We went out somewhere in his new company car – he’d been promoted at his work and given a car. He was a salesman for a stationary company travelling around to clients sorting out orders etc.
The next morning when my mother-in-law went to rouse him to get up he wouldn’t respond. An ambulance arrived and whisked him off to A&E but he was pronounced dead on arrival. The inquest was inconclusive at the time, he died essentially of respiratory failure due to an unknown cause. I’ve seen stuff over the years about various forms of Sudden Adult Death Syndrome and about 20 years ago a young lad on an industrial training year working within my department at the time suffered a similar death. It is like cot death but for young adults. I saw some research relating it to smoking. My brother-in-law (although I married his sister some years after his death he has always been my brother-in-law to me) had starting smoking more regularly in the weeks before his death so who knows.
My wife and her parents were obviously devastated. There can’t be a day go by where he isn’t in my wife’s thoughts I know.
He’d have been in his mid 50s by now.

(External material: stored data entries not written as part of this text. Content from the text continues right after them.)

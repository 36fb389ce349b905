//! 服务层
//!
//! - [`CryptoService`] - 员工 PII 信封加密 (AES-256-GCM)
//! - [`MailerService`] - SMTP 邮件通知
//! - [`backup`] - 数据库定时备份
//! - [`cleanup`] - 过期会话清理
//! - [`timesheet_sync`] - 日工时→周工时汇总

pub mod backup;
pub mod cleanup;
pub mod crypto;
pub mod mailer;
pub mod timesheet_sync;

pub use crypto::{CryptoError, CryptoService, MasterKey};
pub use mailer::MailerService;
//! HTTP status for each error code

use http::StatusCode;

use super::codes::ErrorCode;

impl ErrorCode {
    /// Status the response carries when this code is returned
    ///
    /// Codes without an explicit mapping are client mistakes and fall
    /// through to 400.
    pub fn http_status(&self) -> StatusCode {
        match self {
            Self::Success => StatusCode::OK,

            Self::NotFound
            | Self::EmployeeNotFound
            | Self::UserNotFound
            | Self::ManagerNotFound
            | Self::TimesheetNotFound
            | Self::WeeklyTimesheetNotFound
            | Self::LeaveRequestNotFound
            | Self::CustomerNotFound
            | Self::ProjectNotFound
            | Self::AllocationNotFound
            | Self::DocumentNotFound => StatusCode::NOT_FOUND,

            Self::AlreadyExists
            | Self::EmployeeCodeExists
            | Self::EmployeeEmailExists
            | Self::UsernameExists
            | Self::TimesheetAlreadyApproved
            | Self::TimesheetAlreadyRejected
            | Self::WeeklyTimesheetDuplicate
            | Self::LeaveAlreadyApproved
            | Self::LeaveAlreadyRejected
            | Self::CustomerNameExists
            | Self::ProjectCodeExists
            | Self::DocumentAlreadyReviewed => StatusCode::CONFLICT,

            Self::NotAuthenticated
            | Self::InvalidCredentials
            | Self::TokenExpired
            | Self::TokenInvalid
            | Self::SessionExpired
            | Self::AccountDisabled
            | Self::RefreshTokenInvalid => StatusCode::UNAUTHORIZED,

            Self::PermissionDenied
            | Self::RoleRequired
            | Self::AdminRequired
            | Self::NotRecordOwner
            | Self::CannotModifySuperUser => StatusCode::FORBIDDEN,

            Self::FileTooLarge => StatusCode::PAYLOAD_TOO_LARGE,

            // Transient faults, the client may retry
            Self::NetworkError | Self::TimeoutError => StatusCode::SERVICE_UNAVAILABLE,

            Self::InternalError
            | Self::DatabaseError
            | Self::ConfigError
            | Self::EncryptionFailed
            | Self::DecryptionFailed
            | Self::BackupFailed
            | Self::FileStorageFailed
            | Self::MailNotConfigured
            | Self::MailSendFailed => StatusCode::INTERNAL_SERVER_ERROR,

            _ => StatusCode::BAD_REQUEST,
        }
    }
}

#[cfg(test)]
mod tests {
    use super::*;

    #[test]
    fn test_status_mapping() {
        let cases = [
            (ErrorCode::Success, StatusCode::OK),
            // lookups that missed
            (ErrorCode::NotFound, StatusCode::NOT_FOUND),
            (ErrorCode::EmployeeNotFound, StatusCode::NOT_FOUND),
            (ErrorCode::TimesheetNotFound, StatusCode::NOT_FOUND),
            (ErrorCode::DocumentNotFound, StatusCode::NOT_FOUND),
            // uniqueness and state conflicts
            (ErrorCode::AlreadyExists, StatusCode::CONFLICT),
            (ErrorCode::UsernameExists, StatusCode::CONFLICT),
            (ErrorCode::TimesheetAlreadyApproved, StatusCode::CONFLICT),
            (ErrorCode::ProjectCodeExists, StatusCode::CONFLICT),
            // missing or bad credentials
            (ErrorCode::NotAuthenticated, StatusCode::UNAUTHORIZED),
            (ErrorCode::InvalidCredentials, StatusCode::UNAUTHORIZED),
            (ErrorCode::TokenExpired, StatusCode::UNAUTHORIZED),
            (ErrorCode::RefreshTokenInvalid, StatusCode::UNAUTHORIZED),
            // authenticated but not allowed
            (ErrorCode::PermissionDenied, StatusCode::FORBIDDEN),
            (ErrorCode::NotRecordOwner, StatusCode::FORBIDDEN),
            (ErrorCode::AdminRequired, StatusCode::FORBIDDEN),
            // oversized upload
            (ErrorCode::FileTooLarge, StatusCode::PAYLOAD_TOO_LARGE),
            // retryable
            (ErrorCode::NetworkError, StatusCode::SERVICE_UNAVAILABLE),
            (ErrorCode::TimeoutError, StatusCode::SERVICE_UNAVAILABLE),
            // server faults
            (ErrorCode::InternalError, StatusCode::INTERNAL_SERVER_ERROR),
            (ErrorCode::DatabaseError, StatusCode::INTERNAL_SERVER_ERROR),
            (ErrorCode::MailSendFailed, StatusCode::INTERNAL_SERVER_ERROR),
            // everything else is the caller's problem
            (ErrorCode::ValidationFailed, StatusCode::BAD_REQUEST),
            (ErrorCode::TimesheetDuplicate, StatusCode::BAD_REQUEST),
            (ErrorCode::AllocationDuplicate, StatusCode::BAD_REQUEST),
            (ErrorCode::InvalidHoursFormat, StatusCode::BAD_REQUEST),
            (ErrorCode::ResetTokenInvalid, StatusCode::BAD_REQUEST),
        ];
        for (code, expected) in cases {
            assert_eq!(code.http_status(), expected, "{code:?}");
        }
    }
}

I wonder what he’d have been like? A jovial uncle to my kids as they grew up – a Dad himself? His job would have moved on – the company he worked for closed some years ago as Staples, Viking and others grew to dominate that market and of course now – you order on-line or by phone, who has salesman turning up to flick through the catalogues with you any more?
Just 21 – I’ve always then thought about how I’ve somewhat wasted my opportunities in life when you think he got so few. I think he’d have been inclined to have told me a few home truths over the years – I wonder if he’d have counselled his little sister to “kick the sod out” in my drinking days. He possibly would have he could be a blunt character.